=== Record extracts ===

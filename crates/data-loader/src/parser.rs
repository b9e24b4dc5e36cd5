//! Parsers for the MovieLens-100k style data files.
//!
//! Five files make up a dataset directory:
//! - `u.info`: user and item counts, one per line ("943 users")
//! - `u.user`: `id|age|gender|occupation|zip`, gender M or F
//! - `u.genre`: `name|id`, ids already dense and 0-based
//! - `u.item`: `id|title|...|f0|f1|...` with g trailing 0/1 genre flags
//! - `u.data`: whitespace-separated `user item rating timestamp`
//!
//! User, item, and rating files carry 1-based ids; everything leaves
//! this module 0-based and dense, ready for the store. Only presence
//! is kept from `u.data` — rating strength is not modeled.
//!
//! All line-level parsing is pure so tests can feed strings directly;
//! the public `parse_*` functions add the file I/O on top.

use crate::error::{DataLoadError, Result};
use dataset_store::{Gender, GenreId, ItemId, UserId};
use std::fs::File;
use std::io::Read;
use std::path::Path;

pub const INFO_FILE: &str = "u.info";
pub const USERS_FILE: &str = "u.user";
pub const GENRES_FILE: &str = "u.genre";
pub const ITEMS_FILE: &str = "u.item";
pub const RATINGS_FILE: &str = "u.data";

/// Read a file with ISO-8859-1 encoding (Latin-1).
///
/// MovieLens files are not UTF-8; Latin-1 bytes map directly to
/// Unicode code points, so the conversion is a plain byte-to-char map.
fn read_lines_latin1(path: &Path) -> Result<Vec<String>> {
    let mut file = File::open(path)?;
    let mut bytes = Vec::new();
    file.read_to_end(&mut bytes)?;

    let content: String = bytes.iter().map(|&b| b as char).collect();

    Ok(content.lines().map(|s| s.to_string()).collect())
}

fn parse_error(file: &str, line: usize, reason: impl Into<String>) -> DataLoadError {
    DataLoadError::ParseError {
        file: file.to_string(),
        line,
        reason: reason.into(),
    }
}

/// Parse a 1-based file id into a dense 0-based id
fn parse_one_based_id(raw: &str, file: &str, line_no: usize, what: &str) -> Result<usize> {
    let id: usize = raw
        .parse()
        .map_err(|e| parse_error(file, line_no, format!("Invalid {}: {}", what, e)))?;
    id.checked_sub(1)
        .ok_or_else(|| parse_error(file, line_no, format!("{} must be 1-based, got 0", what)))
}

// =============================================================================
// u.info
// =============================================================================

fn parse_count_line(line: Option<&String>, line_no: usize, what: &str) -> Result<usize> {
    let line = line.ok_or_else(|| parse_error(INFO_FILE, line_no, format!("Missing {} count", what)))?;
    let token = line
        .split_whitespace()
        .next()
        .ok_or_else(|| parse_error(INFO_FILE, line_no, format!("Missing {} count", what)))?;
    token
        .parse()
        .map_err(|e| parse_error(INFO_FILE, line_no, format!("Invalid {} count: {}", what, e)))
}

fn parse_info_lines(lines: &[String]) -> Result<(usize, usize)> {
    let n_users = parse_count_line(lines.first(), 1, "user")?;
    let n_items = parse_count_line(lines.get(1), 2, "item")?;
    Ok((n_users, n_items))
}

/// Parse `u.info`: (user count, item count) from the first two lines
pub fn parse_info(path: &Path) -> Result<(usize, usize)> {
    parse_info_lines(&read_lines_latin1(path)?)
}

// =============================================================================
// u.user
// =============================================================================

fn parse_gender(s: &str) -> Result<Gender> {
    match s {
        "M" => Ok(Gender::Male),
        "F" => Ok(Gender::Female),
        _ => Err(DataLoadError::InvalidValue {
            field: "gender".to_string(),
            value: s.to_string(),
        }),
    }
}

fn parse_user_line(line: &str, line_no: usize) -> Result<(UserId, Gender)> {
    let mut parts = line.split('|');

    let user_id = parts
        .next()
        .ok_or_else(|| parse_error(USERS_FILE, line_no, "Missing user id"))?;
    let _age = parts
        .next()
        .ok_or_else(|| parse_error(USERS_FILE, line_no, "Missing age"))?;
    let gender = parts
        .next()
        .ok_or_else(|| parse_error(USERS_FILE, line_no, "Missing gender"))?;

    let user_id = parse_one_based_id(user_id, USERS_FILE, line_no, "user id")?;
    Ok((user_id, parse_gender(gender)?))
}

fn parse_users_lines(lines: &[String], n_users: usize) -> Result<Vec<Gender>> {
    let mut genders: Vec<Option<Gender>> = vec![None; n_users];

    for (idx, line) in lines.iter().enumerate() {
        let line_no = idx + 1;
        let line = line.trim();
        if line.is_empty() {
            continue;
        }

        let (user_id, gender) = parse_user_line(line, line_no)?;
        if user_id >= n_users {
            return Err(DataLoadError::InvalidValue {
                field: "user id".to_string(),
                value: (user_id + 1).to_string(),
            });
        }
        genders[user_id] = Some(gender);
    }

    // Every user announced by u.info must have a gender; the store
    // has no missing/unknown state to fall back on
    genders
        .into_iter()
        .enumerate()
        .map(|(id, gender)| gender.ok_or(DataLoadError::MissingRecord { entity: "user", id }))
        .collect()
}

/// Parse `u.user` into a gender per dense user id
pub fn parse_users(path: &Path, n_users: usize) -> Result<Vec<Gender>> {
    parse_users_lines(&read_lines_latin1(path)?, n_users)
}

// =============================================================================
// u.genre
// =============================================================================

fn parse_genre_line(line: &str, line_no: usize) -> Result<(String, GenreId)> {
    let mut parts = line.split('|');

    let name = parts
        .next()
        .ok_or_else(|| parse_error(GENRES_FILE, line_no, "Missing genre name"))?;
    let id = parts
        .next()
        .ok_or_else(|| parse_error(GENRES_FILE, line_no, "Missing genre id"))?;

    let id: GenreId = id
        .trim()
        .parse()
        .map_err(|e| parse_error(GENRES_FILE, line_no, format!("Invalid genre id: {}", e)))?;

    Ok((name.to_string(), id))
}

fn parse_genres_lines(lines: &[String]) -> Result<Vec<(String, GenreId)>> {
    let mut pairs = Vec::new();

    for (idx, line) in lines.iter().enumerate() {
        let line_no = idx + 1;
        let line = line.trim();
        if line.is_empty() {
            continue; // the stock u.genre file ends with blank lines
        }
        pairs.push(parse_genre_line(line, line_no)?);
    }

    Ok(pairs)
}

/// Parse `u.genre` into (name, id) pairs; density and uniqueness are
/// validated by `GenreMapping::from_pairs`
pub fn parse_genres(path: &Path) -> Result<Vec<(String, GenreId)>> {
    parse_genres_lines(&read_lines_latin1(path)?)
}

// =============================================================================
// u.item
// =============================================================================

fn parse_item_line(line: &str, line_no: usize, n_genres: usize) -> Result<(ItemId, Vec<GenreId>)> {
    let parts: Vec<&str> = line.split('|').collect();
    if parts.len() < n_genres + 1 {
        return Err(parse_error(
            ITEMS_FILE,
            line_no,
            format!("Expected at least {} fields, found {}", n_genres + 1, parts.len()),
        ));
    }

    let item_id = parse_one_based_id(parts[0], ITEMS_FILE, line_no, "item id")?;

    // Title, dates, and URL sit between the id and the genre flags;
    // the store's data model keeps none of them
    let flags = &parts[parts.len() - n_genres..];
    let mut genre_ids = Vec::new();
    for (genre_id, flag) in flags.iter().enumerate() {
        match flag.trim() {
            "1" => genre_ids.push(genre_id),
            "0" => {}
            other => {
                return Err(parse_error(
                    ITEMS_FILE,
                    line_no,
                    format!("Invalid genre flag: {:?}", other),
                ));
            }
        }
    }

    Ok((item_id, genre_ids))
}

fn parse_items_lines(lines: &[String], n_items: usize, n_genres: usize) -> Result<Vec<Vec<GenreId>>> {
    // An item with no record simply carries no genres, matching the
    // all-zeros rows the original files produce
    let mut item_genres: Vec<Vec<GenreId>> = vec![Vec::new(); n_items];

    for (idx, line) in lines.iter().enumerate() {
        let line_no = idx + 1;
        let line = line.trim();
        if line.is_empty() {
            continue;
        }

        let (item_id, genre_ids) = parse_item_line(line, line_no, n_genres)?;
        if item_id >= n_items {
            return Err(DataLoadError::InvalidValue {
                field: "item id".to_string(),
                value: (item_id + 1).to_string(),
            });
        }
        item_genres[item_id] = genre_ids;
    }

    Ok(item_genres)
}

/// Parse `u.item` into a genre id list per dense item id
pub fn parse_items(path: &Path, n_items: usize, n_genres: usize) -> Result<Vec<Vec<GenreId>>> {
    parse_items_lines(&read_lines_latin1(path)?, n_items, n_genres)
}

// =============================================================================
// u.data
// =============================================================================

fn parse_rating_line(line: &str, line_no: usize) -> Result<(UserId, ItemId)> {
    let mut parts = line.split_whitespace();

    let user_id = parts
        .next()
        .ok_or_else(|| parse_error(RATINGS_FILE, line_no, "Missing user id"))?;
    let item_id = parts
        .next()
        .ok_or_else(|| parse_error(RATINGS_FILE, line_no, "Missing item id"))?;

    let user_id = parse_one_based_id(user_id, RATINGS_FILE, line_no, "user id")?;
    let item_id = parse_one_based_id(item_id, RATINGS_FILE, line_no, "item id")?;
    Ok((user_id, item_id))
}

fn parse_ratings_lines(lines: &[String]) -> Result<Vec<(UserId, ItemId)>> {
    let mut pairs = Vec::new();

    for (idx, line) in lines.iter().enumerate() {
        let line_no = idx + 1;
        let line = line.trim();
        if line.is_empty() {
            continue;
        }
        pairs.push(parse_rating_line(line, line_no)?);
    }

    Ok(pairs)
}

/// Parse `u.data` into interaction presence pairs. Range validation
/// against the announced counts happens at store construction.
pub fn parse_ratings(path: &Path) -> Result<Vec<(UserId, ItemId)>> {
    parse_ratings_lines(&read_lines_latin1(path)?)
}

#[cfg(test)]
mod tests {
    use super::*;

    fn lines(raw: &str) -> Vec<String> {
        raw.lines().map(|s| s.to_string()).collect()
    }

    #[test]
    fn test_parse_info() {
        let parsed = parse_info_lines(&lines("943 users\n1682 items\n100000 ratings\n")).unwrap();
        assert_eq!(parsed, (943, 1682));
    }

    #[test]
    fn test_parse_info_rejects_garbage() {
        assert!(parse_info_lines(&lines("many users\n1682 items")).is_err());
        assert!(parse_info_lines(&lines("943 users")).is_err());
    }

    #[test]
    fn test_parse_user_line() {
        let (id, gender) = parse_user_line("1|24|M|technician|85711", 1).unwrap();
        assert_eq!(id, 0);
        assert_eq!(gender, Gender::Male);

        let (id, gender) = parse_user_line("5|33|F|other|15213", 5).unwrap();
        assert_eq!(id, 4);
        assert_eq!(gender, Gender::Female);
    }

    #[test]
    fn test_parse_user_line_rejects_bad_gender() {
        let result = parse_user_line("1|24|X|technician|85711", 1);
        assert!(matches!(result, Err(DataLoadError::InvalidValue { .. })));
    }

    #[test]
    fn test_parse_user_line_rejects_short_line() {
        assert!(parse_user_line("1|24", 1).is_err());
    }

    #[test]
    fn test_parse_users_requires_every_user() {
        let result = parse_users_lines(&lines("1|24|M|technician|85711"), 2);
        assert!(matches!(
            result,
            Err(DataLoadError::MissingRecord { entity: "user", id: 1 })
        ));
    }

    #[test]
    fn test_parse_users_out_of_order() {
        let parsed =
            parse_users_lines(&lines("2|30|F|writer|55105\n1|24|M|technician|85711"), 2).unwrap();
        assert_eq!(parsed, vec![Gender::Male, Gender::Female]);
    }

    #[test]
    fn test_parse_genres() {
        let parsed = parse_genres_lines(&lines("unknown|0\nAction|1\nAdventure|2\n\n")).unwrap();
        assert_eq!(
            parsed,
            vec![
                ("unknown".to_string(), 0),
                ("Action".to_string(), 1),
                ("Adventure".to_string(), 2),
            ]
        );
    }

    #[test]
    fn test_parse_item_line_takes_trailing_flags() {
        // Two middle fields are empty, like the real file's missing
        // video release date and URL
        let (id, genre_ids) =
            parse_item_line("3|Four Rooms (1995)|01-Jan-1995|||0|1|0|1", 3, 4).unwrap();
        assert_eq!(id, 2);
        assert_eq!(genre_ids, vec![1, 3]);
    }

    #[test]
    fn test_parse_item_line_rejects_bad_flag() {
        let result = parse_item_line("1|Title|date||url|0|2|0", 1, 3);
        assert!(result.is_err());
    }

    #[test]
    fn test_parse_items_missing_record_has_no_genres() {
        let parsed = parse_items_lines(&lines("2|Title|d||u|1|0"), 2, 2).unwrap();
        assert_eq!(parsed, vec![vec![], vec![0]]);
    }

    #[test]
    fn test_parse_rating_line() {
        let (user_id, item_id) = parse_rating_line("196\t242\t3\t881250949", 1).unwrap();
        assert_eq!(user_id, 195);
        assert_eq!(item_id, 241);
    }

    #[test]
    fn test_parse_rating_line_rejects_zero_id() {
        assert!(parse_rating_line("0\t242\t3\t881250949", 1).is_err());
    }
}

===

:: Try it ::
A count alone is required. How many lines in the entries contain the string "Option"?

:: Answer section ::
2